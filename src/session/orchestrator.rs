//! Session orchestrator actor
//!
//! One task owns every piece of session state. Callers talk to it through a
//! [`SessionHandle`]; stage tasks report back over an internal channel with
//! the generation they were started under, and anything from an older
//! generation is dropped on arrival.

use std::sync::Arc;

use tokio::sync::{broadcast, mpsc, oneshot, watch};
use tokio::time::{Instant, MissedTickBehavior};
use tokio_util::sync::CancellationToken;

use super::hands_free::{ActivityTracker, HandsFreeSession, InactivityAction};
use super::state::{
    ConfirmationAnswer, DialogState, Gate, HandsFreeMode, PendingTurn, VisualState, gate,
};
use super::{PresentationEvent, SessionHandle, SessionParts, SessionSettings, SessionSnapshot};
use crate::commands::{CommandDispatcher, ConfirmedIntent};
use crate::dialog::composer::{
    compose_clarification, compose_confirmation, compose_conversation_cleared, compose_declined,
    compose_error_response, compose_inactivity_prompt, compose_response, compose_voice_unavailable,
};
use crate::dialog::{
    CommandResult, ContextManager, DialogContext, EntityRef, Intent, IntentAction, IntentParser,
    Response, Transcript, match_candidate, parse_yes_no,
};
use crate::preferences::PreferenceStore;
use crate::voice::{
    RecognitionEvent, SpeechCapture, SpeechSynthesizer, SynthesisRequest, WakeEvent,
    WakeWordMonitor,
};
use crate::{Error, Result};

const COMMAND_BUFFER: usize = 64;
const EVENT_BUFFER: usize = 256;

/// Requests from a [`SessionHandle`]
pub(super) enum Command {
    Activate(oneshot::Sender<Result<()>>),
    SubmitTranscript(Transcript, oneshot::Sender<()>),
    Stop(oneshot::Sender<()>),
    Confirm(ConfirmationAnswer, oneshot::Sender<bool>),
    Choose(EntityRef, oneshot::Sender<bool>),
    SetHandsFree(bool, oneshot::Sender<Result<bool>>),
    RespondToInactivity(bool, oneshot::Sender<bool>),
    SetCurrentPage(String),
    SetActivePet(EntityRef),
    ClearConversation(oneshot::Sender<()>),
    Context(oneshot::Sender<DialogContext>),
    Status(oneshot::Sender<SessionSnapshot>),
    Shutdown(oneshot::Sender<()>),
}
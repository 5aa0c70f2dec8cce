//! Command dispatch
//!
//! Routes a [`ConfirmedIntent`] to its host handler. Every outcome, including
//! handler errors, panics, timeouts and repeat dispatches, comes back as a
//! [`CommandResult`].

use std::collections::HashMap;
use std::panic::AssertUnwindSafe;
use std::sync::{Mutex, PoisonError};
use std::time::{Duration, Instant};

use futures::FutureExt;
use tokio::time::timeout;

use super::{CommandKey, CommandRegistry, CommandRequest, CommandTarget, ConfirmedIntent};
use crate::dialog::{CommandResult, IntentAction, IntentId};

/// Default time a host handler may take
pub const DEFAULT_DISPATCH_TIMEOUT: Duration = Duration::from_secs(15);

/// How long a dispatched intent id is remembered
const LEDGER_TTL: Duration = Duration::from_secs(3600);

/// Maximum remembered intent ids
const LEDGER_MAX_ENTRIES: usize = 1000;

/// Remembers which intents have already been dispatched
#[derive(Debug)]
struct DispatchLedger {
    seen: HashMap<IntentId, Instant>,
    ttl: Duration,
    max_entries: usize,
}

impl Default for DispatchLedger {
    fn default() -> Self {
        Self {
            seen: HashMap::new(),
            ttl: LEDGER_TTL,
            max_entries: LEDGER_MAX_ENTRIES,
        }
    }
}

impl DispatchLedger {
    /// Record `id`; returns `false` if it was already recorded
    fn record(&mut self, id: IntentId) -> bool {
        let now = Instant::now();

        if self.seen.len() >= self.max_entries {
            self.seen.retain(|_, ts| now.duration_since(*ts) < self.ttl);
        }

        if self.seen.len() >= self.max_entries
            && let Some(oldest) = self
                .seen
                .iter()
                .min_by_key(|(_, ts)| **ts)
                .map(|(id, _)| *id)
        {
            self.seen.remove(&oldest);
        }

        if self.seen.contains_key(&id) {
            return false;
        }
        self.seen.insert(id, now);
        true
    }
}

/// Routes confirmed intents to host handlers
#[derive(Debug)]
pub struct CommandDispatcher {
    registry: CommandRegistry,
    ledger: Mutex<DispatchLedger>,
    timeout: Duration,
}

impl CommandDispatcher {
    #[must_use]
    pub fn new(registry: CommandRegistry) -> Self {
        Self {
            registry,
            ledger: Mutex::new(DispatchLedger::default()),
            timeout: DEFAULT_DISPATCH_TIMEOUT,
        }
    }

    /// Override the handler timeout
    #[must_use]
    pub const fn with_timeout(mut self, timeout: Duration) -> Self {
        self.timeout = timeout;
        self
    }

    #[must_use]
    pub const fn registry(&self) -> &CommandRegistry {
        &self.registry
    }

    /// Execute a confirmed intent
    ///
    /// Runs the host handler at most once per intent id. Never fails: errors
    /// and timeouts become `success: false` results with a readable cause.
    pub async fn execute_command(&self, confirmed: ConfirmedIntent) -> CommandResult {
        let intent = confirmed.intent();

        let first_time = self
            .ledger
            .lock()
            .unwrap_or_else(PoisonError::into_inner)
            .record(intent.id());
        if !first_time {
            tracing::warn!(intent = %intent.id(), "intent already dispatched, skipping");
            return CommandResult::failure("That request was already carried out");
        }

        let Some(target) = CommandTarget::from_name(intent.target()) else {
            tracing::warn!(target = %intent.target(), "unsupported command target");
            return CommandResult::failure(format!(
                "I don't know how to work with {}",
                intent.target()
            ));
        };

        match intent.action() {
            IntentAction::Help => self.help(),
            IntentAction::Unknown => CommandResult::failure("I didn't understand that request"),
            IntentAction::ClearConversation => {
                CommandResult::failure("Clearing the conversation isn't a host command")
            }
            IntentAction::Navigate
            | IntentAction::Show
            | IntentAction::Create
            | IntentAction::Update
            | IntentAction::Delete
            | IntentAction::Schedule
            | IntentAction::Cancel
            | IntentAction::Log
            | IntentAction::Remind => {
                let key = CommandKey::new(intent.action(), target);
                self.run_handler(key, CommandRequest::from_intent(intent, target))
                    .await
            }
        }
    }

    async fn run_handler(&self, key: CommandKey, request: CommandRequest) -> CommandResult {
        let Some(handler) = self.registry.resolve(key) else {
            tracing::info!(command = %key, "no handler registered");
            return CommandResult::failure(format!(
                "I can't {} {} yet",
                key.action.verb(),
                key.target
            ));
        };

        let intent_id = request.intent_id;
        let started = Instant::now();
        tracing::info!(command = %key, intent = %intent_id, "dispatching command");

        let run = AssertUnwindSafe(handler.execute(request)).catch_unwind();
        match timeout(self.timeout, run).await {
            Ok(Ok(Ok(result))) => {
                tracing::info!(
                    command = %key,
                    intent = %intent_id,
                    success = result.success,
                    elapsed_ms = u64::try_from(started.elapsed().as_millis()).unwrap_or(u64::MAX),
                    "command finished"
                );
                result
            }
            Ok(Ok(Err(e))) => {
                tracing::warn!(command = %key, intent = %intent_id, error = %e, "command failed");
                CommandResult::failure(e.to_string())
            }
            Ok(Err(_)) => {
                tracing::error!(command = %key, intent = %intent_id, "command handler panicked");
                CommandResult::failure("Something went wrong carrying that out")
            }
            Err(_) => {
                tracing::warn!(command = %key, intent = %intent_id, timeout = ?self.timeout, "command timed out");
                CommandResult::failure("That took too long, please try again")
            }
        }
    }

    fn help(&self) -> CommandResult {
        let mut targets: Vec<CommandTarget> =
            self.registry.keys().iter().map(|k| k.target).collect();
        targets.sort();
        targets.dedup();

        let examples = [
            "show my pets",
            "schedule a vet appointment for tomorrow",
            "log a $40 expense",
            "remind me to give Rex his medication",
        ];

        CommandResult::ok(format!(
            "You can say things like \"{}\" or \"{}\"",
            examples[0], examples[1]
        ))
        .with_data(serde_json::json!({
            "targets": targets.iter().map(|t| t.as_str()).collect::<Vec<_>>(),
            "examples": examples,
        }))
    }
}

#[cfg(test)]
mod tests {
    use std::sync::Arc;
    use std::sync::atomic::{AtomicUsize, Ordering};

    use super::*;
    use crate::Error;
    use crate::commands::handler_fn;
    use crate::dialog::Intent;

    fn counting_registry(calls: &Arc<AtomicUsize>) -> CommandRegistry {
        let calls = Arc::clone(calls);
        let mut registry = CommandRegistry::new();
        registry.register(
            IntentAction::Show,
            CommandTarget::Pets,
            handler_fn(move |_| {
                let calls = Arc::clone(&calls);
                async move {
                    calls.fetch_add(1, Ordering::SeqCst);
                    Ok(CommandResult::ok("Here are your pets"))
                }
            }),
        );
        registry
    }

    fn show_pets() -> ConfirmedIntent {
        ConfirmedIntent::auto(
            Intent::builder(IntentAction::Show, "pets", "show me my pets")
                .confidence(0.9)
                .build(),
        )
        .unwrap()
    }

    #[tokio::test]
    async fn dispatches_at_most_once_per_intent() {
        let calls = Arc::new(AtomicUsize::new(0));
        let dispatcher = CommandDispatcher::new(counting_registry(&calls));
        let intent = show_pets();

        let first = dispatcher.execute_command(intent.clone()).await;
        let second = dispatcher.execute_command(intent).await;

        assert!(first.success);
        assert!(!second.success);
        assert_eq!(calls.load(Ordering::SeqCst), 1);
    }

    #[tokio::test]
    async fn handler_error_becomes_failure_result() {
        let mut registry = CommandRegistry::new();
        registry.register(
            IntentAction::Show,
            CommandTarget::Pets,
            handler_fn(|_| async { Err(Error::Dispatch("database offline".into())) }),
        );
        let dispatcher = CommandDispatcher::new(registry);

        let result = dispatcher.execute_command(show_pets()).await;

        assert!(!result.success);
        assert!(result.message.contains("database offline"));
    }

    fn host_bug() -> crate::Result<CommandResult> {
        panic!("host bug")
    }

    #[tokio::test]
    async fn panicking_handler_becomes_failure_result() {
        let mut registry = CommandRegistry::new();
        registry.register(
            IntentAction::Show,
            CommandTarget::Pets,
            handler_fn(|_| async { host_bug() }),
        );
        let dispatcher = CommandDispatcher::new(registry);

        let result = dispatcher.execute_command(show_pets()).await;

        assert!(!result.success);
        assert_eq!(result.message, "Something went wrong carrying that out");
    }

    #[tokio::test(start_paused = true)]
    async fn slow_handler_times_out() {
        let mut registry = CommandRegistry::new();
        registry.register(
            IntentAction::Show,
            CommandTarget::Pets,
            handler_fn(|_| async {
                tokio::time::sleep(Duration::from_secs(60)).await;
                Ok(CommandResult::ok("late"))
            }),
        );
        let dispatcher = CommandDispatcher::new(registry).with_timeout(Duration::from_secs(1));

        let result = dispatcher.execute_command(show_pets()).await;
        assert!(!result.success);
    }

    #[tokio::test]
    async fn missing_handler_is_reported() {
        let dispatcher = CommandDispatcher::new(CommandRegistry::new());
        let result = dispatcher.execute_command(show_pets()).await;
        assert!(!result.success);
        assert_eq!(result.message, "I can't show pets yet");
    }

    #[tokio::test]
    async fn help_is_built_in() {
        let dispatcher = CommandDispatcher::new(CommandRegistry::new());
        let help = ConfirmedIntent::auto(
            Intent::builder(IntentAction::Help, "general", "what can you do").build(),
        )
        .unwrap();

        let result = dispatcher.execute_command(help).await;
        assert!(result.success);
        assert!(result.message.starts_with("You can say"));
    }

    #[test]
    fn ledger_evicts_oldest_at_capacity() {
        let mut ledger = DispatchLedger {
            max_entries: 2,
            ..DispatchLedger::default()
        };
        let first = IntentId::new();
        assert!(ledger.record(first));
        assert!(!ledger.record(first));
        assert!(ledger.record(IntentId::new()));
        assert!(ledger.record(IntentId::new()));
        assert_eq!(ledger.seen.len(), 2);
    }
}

_ _ _ _

→ **EXERCISE GOAL**:
Pull every line holding "builder" out of the records.

→ **SOLUTION TO THIS EXERCISE**:
            Intent::builder(IntentAction::Show, "pets", "show me my pets")
            Intent::builder(IntentAction::Help, "general", "what can you do").build(),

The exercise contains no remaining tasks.